> Exercise: Check every line of the material below for the string "records", and return the ones that have it.

> Extracted entries:
•••••
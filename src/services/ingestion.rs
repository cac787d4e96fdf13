//! Batch pipeline: build the catalogue cache, then convert every scan.
//!
//! Each input ends as a `FileReport` value (converted, skipped, or failed).
//! Only environment problems, such as a missing scan directory or an output
//! directory that cannot be created, end the batch early.

use std::collections::HashSet;
use std::fs;
use std::path::{Path, PathBuf};

use chrono::{DateTime, Utc};
use serde::Serialize;
use zip::ZipArchive;

use crate::config::{ConverterConfig, ExtractOptions};
use crate::errors::ConvertError;
use crate::models::checklist::StatusTally;
use crate::parsers::scan::ScanParser;
use crate::parsers::DocumentParser;
use crate::services::archive::{entry_basename, is_archive_name, read_entry};
use crate::services::catalogue_cache::CatalogueCache;
use crate::services::{checklist, fingerprint, resolver};

/// One scan-result document waiting to be converted.
#[derive(Debug, Clone)]
pub struct ScanDocument {
    /// Filename, or `archive.zip/entry.xml` for archive members.
    pub name: String,
    pub data: Vec<u8>,
}

/// A scan input in the scan directory. Nothing is read until it is visited.
#[derive(Debug, Clone, PartialEq, Eq)]
pub enum ScanSource {
    /// A loose `*.xml` file.
    File { name: String, path: PathBuf },
    /// A `*.zip` whose `.xml` members are scans.
    Archive { name: String, path: PathBuf },
}

impl ScanSource {
    pub fn name(&self) -> &str {
        match self {
            Self::File { name, .. } | Self::Archive { name, .. } => name,
        }
    }

    /// Read the documents in this source one at a time, handing each to
    /// `visit` before the next is read. Unreadable inputs arrive as failed
    /// reports.
    pub fn for_each_document<F>(&self, options: &ExtractOptions, mut visit: F)
    where
        F: FnMut(Result<ScanDocument, FileReport>),
    {
        match self {
            Self::File { name, path } => visit(
                fs::read(path)
                    .map(|data| ScanDocument {
                        name: name.clone(),
                        data,
                    })
                    .map_err(|e| failed(name.clone(), e)),
            ),
            Self::Archive { name, path } => visit_archive_members(name, path, options, &mut visit),
        }
    }
}

/// Summary of a batch run.
#[derive(Debug, Serialize)]
pub struct BatchReport {
    pub started_at: DateTime<Utc>,
    pub completed_at: DateTime<Utc>,
    pub catalogues_loaded: usize,
    pub catalogue_warnings: Vec<String>,
    pub files: Vec<FileReport>,
}

impl BatchReport {
    pub fn processed(&self) -> usize {
        self.count(|o| matches!(o, FileOutcome::Converted(_)))
    }

    pub fn skipped(&self) -> usize {
        self.count(|o| matches!(o, FileOutcome::Skipped { .. }))
    }

    pub fn failed(&self) -> usize {
        self.count(|o| matches!(o, FileOutcome::Failed { .. }))
    }

    /// Status counts summed across all converted files.
    pub fn totals(&self) -> StatusTally {
        self.converted().fold(StatusTally::default(), |mut acc, file| {
            acc.open += file.tally.open;
            acc.not_a_finding += file.tally.not_a_finding;
            acc.not_applicable += file.tally.not_applicable;
            acc.not_reviewed += file.tally.not_reviewed;
            acc
        })
    }

    pub fn converted(&self) -> impl Iterator<Item = &ConvertedFile> {
        self.files.iter().filter_map(|f| match &f.outcome {
            FileOutcome::Converted(converted) => Some(converted),
            _ => None,
        })
    }

    fn count(&self, predicate: impl Fn(&FileOutcome) -> bool) -> usize {
        self.files.iter().filter(|f| predicate(&f.outcome)).count()
    }
}

/// Result for one input document.
#[derive(Debug, Serialize)]
pub struct FileReport {
    pub source: String,
    pub outcome: FileOutcome,
}

#[derive(Debug, Serialize)]
#[serde(tag = "result", rename_all = "snake_case")]
pub enum FileOutcome {
    Converted(ConvertedFile),
    /// Input is not a scan export (no TestResult).
    Skipped { reason: String },
    Failed { reason: String },
}

/// A checklist that was written.
#[derive(Debug, Serialize)]
pub struct ConvertedFile {
    pub output: PathBuf,
    pub hostname: String,
    pub benchmark_title: String,
    pub resolved: bool,
    pub missing_reference: Option<String>,
    /// Rules kept with placeholder metadata although the catalogue resolved.
    pub unmatched: usize,
    pub rule_count: usize,
    pub tally: StatusTally,
    pub digest: String,
}

/// Output filenames already used in this run.
#[derive(Debug, Default)]
pub struct OutputNames {
    taken: HashSet<String>,
}

impl OutputNames {
    pub fn new() -> Self {
        Self::default()
    }

    /// Claim `name`, appending `_2`, `_3`, ... before the extension on collision.
    pub fn reserve(&mut self, name: &str) -> String {
        if self.taken.insert(name.to_string()) {
            return name.to_string();
        }
        let (stem, extension) = match name.rsplit_once('.') {
            Some((stem, ext)) => (stem, format!(".{ext}")),
            None => (name, String::new()),
        };
        let mut suffix = 2usize;
        loop {
            let candidate = format!("{stem}_{suffix}{extension}");
            if self.taken.insert(candidate.clone()) {
                tracing::warn!(file = name, renamed = %candidate, "Output name already used in this run");
                return candidate;
            }
            suffix += 1;
        }
    }
}

/// Run the whole conversion described by `config`.
pub fn run_batch(config: &ConverterConfig) -> Result<BatchReport, ConvertError> {
    let started_at = Utc::now();

    if !config.scan_results_dir.is_dir() {
        return Err(ConvertError::InputDirectory {
            path: config.scan_results_dir.clone(),
            source: std::io::Error::from(std::io::ErrorKind::NotFound),
        });
    }
    checklist::ensure_output_dir(&config.output_dir)?;

    let cache = CatalogueCache::build(&config.benchmark_dir, &config.extract);
    let sources = discover_scan_sources(&config.scan_results_dir)?;
    tracing::info!(
        sources = sources.len(),
        catalogues = cache.len(),
        "Starting conversion"
    );

    let files = convert_all(&sources, &config.extract, &cache, &config.output_dir);

    Ok(BatchReport {
        started_at,
        completed_at: Utc::now(),
        catalogues_loaded: cache.len(),
        catalogue_warnings: cache
            .warnings()
            .iter()
            .cloned()
            .chain(cache.duplicates().iter().cloned())
            .chain(cache.rejected().iter().map(|(name, reason)| format!("{name}: {reason}")))
            .collect(),
        files,
    })
}

/// Convert every document of every source in order against a prepared cache.
///
/// Only one scan document is held in memory at a time.
pub fn convert_all(
    sources: &[ScanSource],
    options: &ExtractOptions,
    cache: &CatalogueCache,
    output_dir: &Path,
) -> Vec<FileReport> {
    let mut names = OutputNames::new();
    let mut reports = Vec::new();
    for source in sources {
        source.for_each_document(options, |read| {
            reports.push(match read {
                Ok(document) => FileReport {
                    outcome: convert_document(&document, cache, output_dir, &mut names),
                    source: document.name,
                },
                Err(report) => report,
            });
        });
    }
    reports
}

/// Convert one scan document and write its checklist.
pub fn convert_document(
    document: &ScanDocument,
    cache: &CatalogueCache,
    output_dir: &Path,
    names: &mut OutputNames,
) -> FileOutcome {
    let parser = ScanParser::new();
    let scan = match parser.parse(&document.name, &document.data) {
        Ok(scan) => scan,
        Err(e) if e.is_not_a_scan() => {
            tracing::warn!(file = %document.name, "Skipping, no TestResult found");
            return FileOutcome::Skipped {
                reason: e.to_string(),
            };
        }
        Err(e) => {
            tracing::error!(file = %document.name, kind = parser.document_kind(), error = %e, "Failed to parse");
            return FileOutcome::Failed {
                reason: e.to_string(),
            };
        }
    };

    let merge = resolver::resolve(&scan, cache);
    let target = checklist::target_info(&scan, &merge);
    let benchmark = checklist::benchmark_info(&scan, &merge);
    let document_json = checklist::build_checklist(&target, &benchmark, &merge.records);

    let bytes = match checklist::render(&document_json) {
        Ok(bytes) => bytes,
        Err(e) => {
            tracing::error!(file = %document.name, error = %e, "Failed to serialize checklist");
            return FileOutcome::Failed {
                reason: e.to_string(),
            };
        }
    };

    let file_name = names.reserve(&checklist::output_file_name(&scan.hostname, &benchmark.title));
    let output = match checklist::write_atomically(output_dir, &file_name, &bytes) {
        Ok(path) => path,
        Err(e) => {
            tracing::error!(file = %document.name, error = %e, "Failed to write checklist");
            return FileOutcome::Failed {
                reason: e.to_string(),
            };
        }
    };

    let tally = merge.tally();
    tracing::info!(
        file = %document.name,
        output = %output.display(),
        host = %scan.hostname,
        resolved = merge.resolved,
        rules = merge.records.len(),
        open = tally.open,
        not_a_finding = tally.not_a_finding,
        "Checklist written"
    );

    FileOutcome::Converted(ConvertedFile {
        output,
        hostname: scan.hostname.clone(),
        benchmark_title: benchmark.title,
        resolved: merge.resolved,
        missing_reference: merge.missing_reference.clone(),
        unmatched: if merge.resolved { merge.unmatched() } else { 0 },
        rule_count: merge.records.len(),
        tally,
        digest: fingerprint::content_digest(&bytes),
    })
}

/// Find scan inputs: loose `*.xml` files and `*.zip` archives directly in
/// `dir`, in sorted order.
pub fn discover_scan_sources(dir: &Path) -> Result<Vec<ScanSource>, ConvertError> {
    let entries = fs::read_dir(dir).map_err(|source| ConvertError::InputDirectory {
        path: dir.to_path_buf(),
        source,
    })?;
    let mut paths: Vec<PathBuf> = entries
        .flatten()
        .map(|e| e.path())
        .filter(|p| p.is_file())
        .collect();
    paths.sort();

    Ok(paths
        .into_iter()
        .filter_map(|path| {
            let name = path.file_name()?.to_string_lossy().into_owned();
            if is_archive_name(&name) {
                Some(ScanSource::Archive { name, path })
            } else if is_xml_name(&name) {
                Some(ScanSource::File { name, path })
            } else {
                None
            }
        })
        .collect())
}

fn visit_archive_members<F>(name: &str, path: &Path, options: &ExtractOptions, visit: &mut F)
where
    F: FnMut(Result<ScanDocument, FileReport>),
{
    let opened = fs::File::open(path)
        .map_err(|e| e.to_string())
        .and_then(|file| ZipArchive::new(file).map_err(|e| e.to_string()));
    let mut archive = match opened {
        Ok(archive) => archive,
        Err(reason) => {
            let error = ConvertError::ArchiveRead {
                name: name.to_string(),
                reason,
            };
            tracing::warn!(file = name, error = %error, "Skipping unreadable scan archive");
            visit(Err(failed(name.to_string(), error)));
            return;
        }
    };

    for index in 0..archive.len() {
        let read = {
            let mut entry = match archive.by_index(index) {
                Ok(entry) => entry,
                Err(e) => {
                    visit(Err(failed(format!("{name}#{index}"), e)));
                    continue;
                }
            };
            if entry.is_dir() || !is_xml_name(entry_basename(entry.name())) {
                continue;
            }
            let member = format!("{name}/{}", entry_basename(entry.name()));
            match read_entry(&mut entry, options.max_entry_bytes) {
                Ok(data) => Ok(ScanDocument { name: member, data }),
                Err(reason) => Err(failed(member, reason)),
            }
        };
        visit(read);
    }
}

fn failed(source: String, reason: impl std::fmt::Display) -> FileReport {
    FileReport {
        source,
        outcome: FileOutcome::Failed {
            reason: reason.to_string(),
        },
    }
}

fn is_xml_name(name: &str) -> bool {
    name.to_ascii_lowercase().ends_with(".xml")
}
•••••
> The answer:
    let document_json = checklist::build_checklist(&target, &benchmark, &merge.records);
        rules = merge.records.len(),
        rule_count: merge.records.len(),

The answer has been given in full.